We need to work on managing all the basics at once, in a coordinated effort with all the other agencies on the ground. Otherwise, we have no hope of stopping this from developing into a public health emergency.

There are good-hearted Bangladeshi people who want to do something to help, but unfortunately the road to hell is paved with good intentions. They distribute food and clothing off the back of a truck in a crowded area and it just causes people to come running. There’s no crowd control, causing chaos and debilitating injuries for some. This is really where the coordination needs to come. We need to ensure distribution is done properly and with the safety and security of everybody in mind.

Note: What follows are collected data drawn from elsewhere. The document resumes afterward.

//! Per-cell inside/outside and crossing classification.

use crate::topology::{corner_offset, CORNER_COUNT, EDGES};
use crate::types::{CellCoord, Point3};

/// Inside flags and crossing flags for the 8 corners of one cell.
///
/// Bit `i` of each mask refers to corner `i`.
#[derive(Debug, Clone, Copy, PartialEq, Eq, Default)]
pub struct CellClassification {
    inside: u8,
    crossing: u8,
}

impl CellClassification {
    /// Classify a cell from its 8 corner distances (in corner order).
    ///
    /// A corner is inside when its distance is `<= 0`. A corner is crossing when
    /// at least one of its edges joins it to a corner on the other side.
    pub fn from_distances(distances: &[f64; CORNER_COUNT]) -> Self {
        let mut inside = 0u8;
        for (i, &d) in distances.iter().enumerate() {
            if d <= 0.0 {
                inside |= 1 << i;
            }
        }
        Self::from_inside_mask(inside)
    }

    /// Classify a cell from a precomputed inside mask.
    pub fn from_inside_mask(inside: u8) -> Self {
        let mut crossing = 0u8;
        if inside != 0 && inside != u8::MAX {
            for &(a, b) in &EDGES {
                if (inside >> a & 1) != (inside >> b & 1) {
                    crossing |= (1 << a) | (1 << b);
                }
            }
        }
        Self { inside, crossing }
    }

    /// Bit mask of inside corners.
    #[inline]
    pub const fn inside_mask(&self) -> u8 {
        self.inside
    }

    /// Bit mask of crossing corners.
    #[inline]
    pub const fn crossing_mask(&self) -> u8 {
        self.crossing
    }

    /// Bit mask of corners that are both inside and crossing.
    #[inline]
    pub const fn candidate_mask(&self) -> u8 {
        self.inside & self.crossing
    }

    /// Number of inside corners.
    #[inline]
    pub const fn inside_count(&self) -> u32 {
        self.inside.count_ones()
    }

    /// True when every corner is inside or every corner is outside.
    ///
    /// Such cells contain no surface and emit no geometry.
    #[inline]
    pub const fn is_trivial(&self) -> bool {
        self.inside == 0 || self.inside == u8::MAX
    }

    /// Whether corner `i` is inside. False for indices past the last corner.
    #[inline]
    pub const fn is_inside(&self, corner: usize) -> bool {
        mask_bit(self.inside, corner)
    }

    /// Whether corner `i` touches a sign-changing edge. False for indices past
    /// the last corner.
    #[inline]
    pub const fn is_crossing(&self, corner: usize) -> bool {
        mask_bit(self.crossing, corner)
    }

    /// Whether corner `i` can take part in a cluster (inside and crossing).
    /// False for indices past the last corner.
    #[inline]
    pub const fn is_candidate(&self, corner: usize) -> bool {
        mask_bit(self.candidate_mask(), corner)
    }

    /// Inside flags as an array.
    pub fn inside_flags(&self) -> [bool; CORNER_COUNT] {
        core::array::from_fn(|i| self.is_inside(i))
    }

    /// Crossing flags as an array.
    pub fn crossing_flags(&self) -> [bool; CORNER_COUNT] {
        core::array::from_fn(|i| self.is_crossing(i))
    }

    /// Indices of the inside corners, ascending.
    pub fn inside_corners(&self) -> impl Iterator<Item = usize> + '_ {
        (0..CORNER_COUNT).filter(move |&i| self.is_inside(i))
    }

    /// Indices of the sign-changing edges, ascending.
    pub fn crossing_edges(&self) -> impl Iterator<Item = usize> + '_ {
        (0..EDGES.len()).filter(move |&e| {
            let (a, b) = EDGES[e];
            self.is_inside(a) != self.is_inside(b)
        })
    }
}

#[inline]
const fn mask_bit(mask: u8, corner: usize) -> bool {
    corner < CORNER_COUNT && mask >> corner & 1 == 1
}

/// An inside corner reported by the debug enumeration query.
#[derive(Debug, Clone, Copy, PartialEq)]
pub struct InsideCorner {
    /// Cell the corner was classified in.
    pub cell: CellCoord,
    /// Corner index within the cell.
    pub corner: usize,
    /// World-space position of the corner sample.
    pub position: Point3,
}

impl InsideCorner {
    /// Build the record for corner `corner` of `cell`.
    #[inline]
    pub fn new(cell: CellCoord, corner: usize) -> Self {
        Self {
            cell,
            corner,
            position: cell.to_point() + corner_offset(corner),
        }
    }
}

To have decent coverage we need to act fast. During this emergency phase, just to achieve relatively decent sanitation, we need 8,000 latrines built – that’s a ratio of one latrine to 50 people. The longer we delay that, the greater the risk of an outbreak of a waterborne disease. We need to supply two million litres of water per day just to provide 5 litres of water per person, per day in one camp. We need huge amounts of food and emergency relief supplies to avoid significant numbers of malnutrition. We need everyone to scale up in terms of experienced people on the ground who can move fast.

The numbers are massive and to top it off there are enormous logistical challenges because there are no access roads, which means everything must be brought in on foot. You carry everything you can on your back through narrow paths and hilly terrain, up and down slippery, muddy hills to get to your destination. It is supremely difficult.

The optimist in me likes to think that it’s at least humanly possible to put some very basic measures in place to try and curb the situation. The Rohingya refugees who have settled in these areas in the last month will probably never have the sense of comfort that you and I know, and may not ever have a solid roof over their heads. But it is possible is for us to make it better and more secure than what it is now.

Médecins Sans Frontières first worked in Bangladesh in 1985. Close to the Kutupalong makeshift settlement in Cox’s Bazar district, MSF runs a medical facility and a clinic offering comprehensive basic and emergency healthcare, as well as inpatient and laboratory services to Rohingya refugees and the local community. In response to the influx of refugees MSF has significantly increased its water, sanitation and medical activities for the refugee population.

Elsewhere in Bangladesh, MSF works in Kamrangirchar slum, in the capital, Dhaka, providing mental health, reproductive healthcare, family planning and antenatal consultations, as well as an occupational health programme for factory workers.

Following a wave of targeted violence against the Rohingya in Rakhine State, Myanmar, more than half a million people have fled to Bangladesh since 25 August. The most recent influx of Rohingya refugees has added to the hundreds of thousands of Rohingyas who fled across the border during episodes of violence in previous years.